Unit testing your code’s performance, part 1: Big-O scaling

by Itamar Turner-Trauring
Last updated 07 Jan 2026, originally created 07 Jan 2026

When you implement an algorithm, you also implement tests to make sure the outputs are correct. This can help you:

Ensure your code is correct.
Catch problems if and when you change it in the future.

If you’re trying to make sure your software is fast, or at least doesn’t get slower, automated tests for performance would also be useful. But where should you start?

My suggestion: start by testing big-O scaling. It’s a critical aspect of your software’s speed, and it doesn’t require a complex benchmarking setup. In this article I’ll cover:

A reminder of what big-O scaling means for algorithms.
Why this is such a critical performance property.
Identifying your algorithm’s scalability, including empirically with the bigO library.
Using the bigO library to test your Python code’s big-O scalability.

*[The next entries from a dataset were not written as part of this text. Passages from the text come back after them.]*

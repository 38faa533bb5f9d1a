//! IAM roles.

use stratus_common::error::Result;
use stratus_synth::token::Value;
use stratus_synth::tree::{ConstructTree, NodeId, Resource};

use super::add_construct;

/// Service principal assumed by ECS tasks.
pub const ECS_TASKS_PRINCIPAL: &str = "ecs-tasks.amazonaws.com";

/// A role assumable by a service principal.
#[derive(Debug, Clone, Copy, PartialEq, Eq)]
pub struct Role {
    /// Construct scope.
    pub node: NodeId,
    /// `AWS::IAM::Role` resource.
    pub resource: NodeId,
}

impl Role {
    /// Creates a role trusted by `service_principal`.
    ///
    /// # Errors
    ///
    /// Returns an error if the id is invalid or already taken.
    pub fn new(
        tree: &mut ConstructTree,
        scope: NodeId,
        id: &str,
        service_principal: &str,
    ) -> Result<Self> {
        let statement = Value::object([
            ("Action", Value::from("sts:AssumeRole")),
            ("Effect", "Allow".into()),
            ("Principal", Value::object([("Service", Value::from(service_principal))])),
        ]);
        let policy = Value::object([
            ("Version", Value::from("2012-10-17")),
            ("Statement", Value::List(vec![statement])),
        ]);
        let resource =
            Resource::new("AWS::IAM::Role").with_property("AssumeRolePolicyDocument", policy);
        let (node, resource) = add_construct(tree, scope, id, resource)?;
        Ok(Self { node, resource })
    }

    /// Role ARN.
    #[must_use]
    pub fn arn(&self) -> Value {
        Value::get_att(self.resource, "Arn")
    }
}

#[cfg(test)]
mod tests {
    use stratus_synth::tree::StackProps;

    use super::*;

    #[test]
    fn trust_policy_names_the_principal() {
        let mut tree = ConstructTree::new();
        let stack = tree.add_stack("Web", StackProps::default()).expect("stack");
        let role = Role::new(&mut tree, stack, "TaskRole", ECS_TASKS_PRINCIPAL).expect("role");
        let doc = tree
            .resource(role.resource)
            .and_then(|r| r.property("AssumeRolePolicyDocument"))
            .expect("policy");
        let principal = doc
            .get("Statement")
            .and_then(Value::as_list)
            .and_then(|s| s.first())
            .and_then(|s| s.get("Principal"))
            .and_then(|p| p.get("Service"))
            .and_then(Value::as_str);
        assert_eq!(principal, Some(ECS_TASKS_PRINCIPAL));
    }
}
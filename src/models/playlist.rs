use serde::{Deserialize, Serialize};
use std::collections::BTreeMap;

/// Content category for entries without a channel identifier
#[derive(Debug, Clone, Copy, PartialEq, Eq, Serialize, Deserialize)]
#[serde(rename_all = "lowercase")]
pub enum MediaKind {
    Movie,
    Series,
    Unmatched,
}

impl Default for MediaKind {
    fn default() -> Self {
        Self::Unmatched
    }
}

impl std::fmt::Display for MediaKind {
    fn fmt(&self, f: &mut std::fmt::Formatter<'_>) -> std::fmt::Result {
        match self {
            MediaKind::Movie => write!(f, "movie"),
            MediaKind::Series => write!(f, "series"),
            MediaKind::Unmatched => write!(f, "unmatched"),
        }
    }
}

/// One playlist record (EXTINF line + stream URL)
#[derive(Debug, Clone, PartialEq, Eq, Serialize, Deserialize)]
#[serde(rename_all = "snake_case")]
pub struct Entry {
    pub name: String,
    pub group: String,
    /// Raw `tvg-id` value, empty when absent
    pub channel_identifier: String,
    #[serde(skip_serializing_if = "Option::is_none")]
    pub logo_url: Option<String>,
    pub stream_url: String,
    /// 1-based line of the EXTINF line, for diagnostics
    pub source_line_number: usize,
}

impl Entry {
    /// True when the identifier is non-empty after trimming
    pub fn has_identifier(&self) -> bool {
        !self.channel_identifier.trim().is_empty()
    }
}

/// Group name -> entries in parse order
pub type GroupMap = BTreeMap<String, Vec<Entry>>;

/// Parser output, partitioned by identifier presence
#[derive(Debug, Clone, Default)]
pub struct ParsedPlaylist {
    pub identified: GroupMap,
    pub unidentified: GroupMap,
}

impl ParsedPlaylist {
    pub fn identified_count(&self) -> usize {
        self.identified.values().map(|v| v.len()).sum()
    }

    pub fn unidentified_count(&self) -> usize {
        self.unidentified.values().map(|v| v.len()).sum()
    }
}

/// Series/season/episode parsed from a title (or defaulted for URL-tagged series)
#[derive(Debug, Clone, PartialEq, Eq, Serialize, Deserialize)]
#[serde(rename_all = "snake_case")]
pub struct SeriesTag {
    pub series_name: String,
    pub season: u32,
    pub episode: u32,
}

/// Outcome of the heuristic chain for an unidentified entry
#[derive(Debug, Clone, PartialEq, Eq)]
pub enum Classification {
    Movie,
    Series(SeriesTag),
    Unmatched,
}

impl Classification {
    pub fn kind(&self) -> MediaKind {
        match self {
            Classification::Movie => MediaKind::Movie,
            Classification::Series(_) => MediaKind::Series,
            Classification::Unmatched => MediaKind::Unmatched,
        }
    }
}

/// Identified entry annotated with its EPG match status
#[derive(Debug, Clone, PartialEq, Eq)]
pub struct ClassifiedChannel {
    pub entry: Entry,
    pub has_epg: bool,
}

/// Unidentified entry annotated with its content classification
#[derive(Debug, Clone, PartialEq, Eq)]
pub struct ClassifiedContent {
    pub entry: Entry,
    pub classification: Classification,
}

/// Full classified dataset for one run
#[derive(Debug, Clone, Default)]
pub struct ClassifiedPlaylist {
    pub channels: BTreeMap<String, Vec<ClassifiedChannel>>,
    pub content: BTreeMap<String, Vec<ClassifiedContent>>,
}

/// Episode reference within a season
#[derive(Debug, Clone, PartialEq, Eq)]
pub struct SeriesEpisode {
    pub entry: Entry,
    pub season: u32,
    pub episode: u32,
}

/// Series name -> season -> episodes sorted by episode number
pub type SeriesTree = BTreeMap<String, BTreeMap<u32, Vec<SeriesEpisode>>>;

What’s this big-O thing again?

Big-O is a way to mathematically express the upper bound on an algorithm’s scalability. Understanding this requires covering three key aspects:

1. Algorithm (not implementation)

Let’s say you want to find if a value, the needle, is in a contiguous array of memory. The (almost trivially simple) algorithm to do so involves comparing each item in the array in turn to the needle, stopping when you’ve reached a value that matches. If you find the needle, you return true. If you never find the needle, you return false.

For a Python list, you could implement this yourself:

def contains(my_list, value):
    for list_value in my_list:
        if value == list_value:
            return True
    return False

or you could use Python’s built-in implementation:

result = value in my_list

The latter implementation is written in C, so it will be much faster, and so that’s what you’ll use in the real world. But the algorithm is the same in both cases.

2. Scalability (not speed)

We can’t really talk about the speed of an algorithm. Both the code examples above implement the same algorithm, but they have very different speeds.

But we can talk about scalability: how runtime changes as you increase the size of the inputs. For example, if you pass in a list of length 1,000, and then a list of size 10,000, we’d expect both implementations to take (approximately) 10× as much time to run since 10× as many comparisons would have to happen.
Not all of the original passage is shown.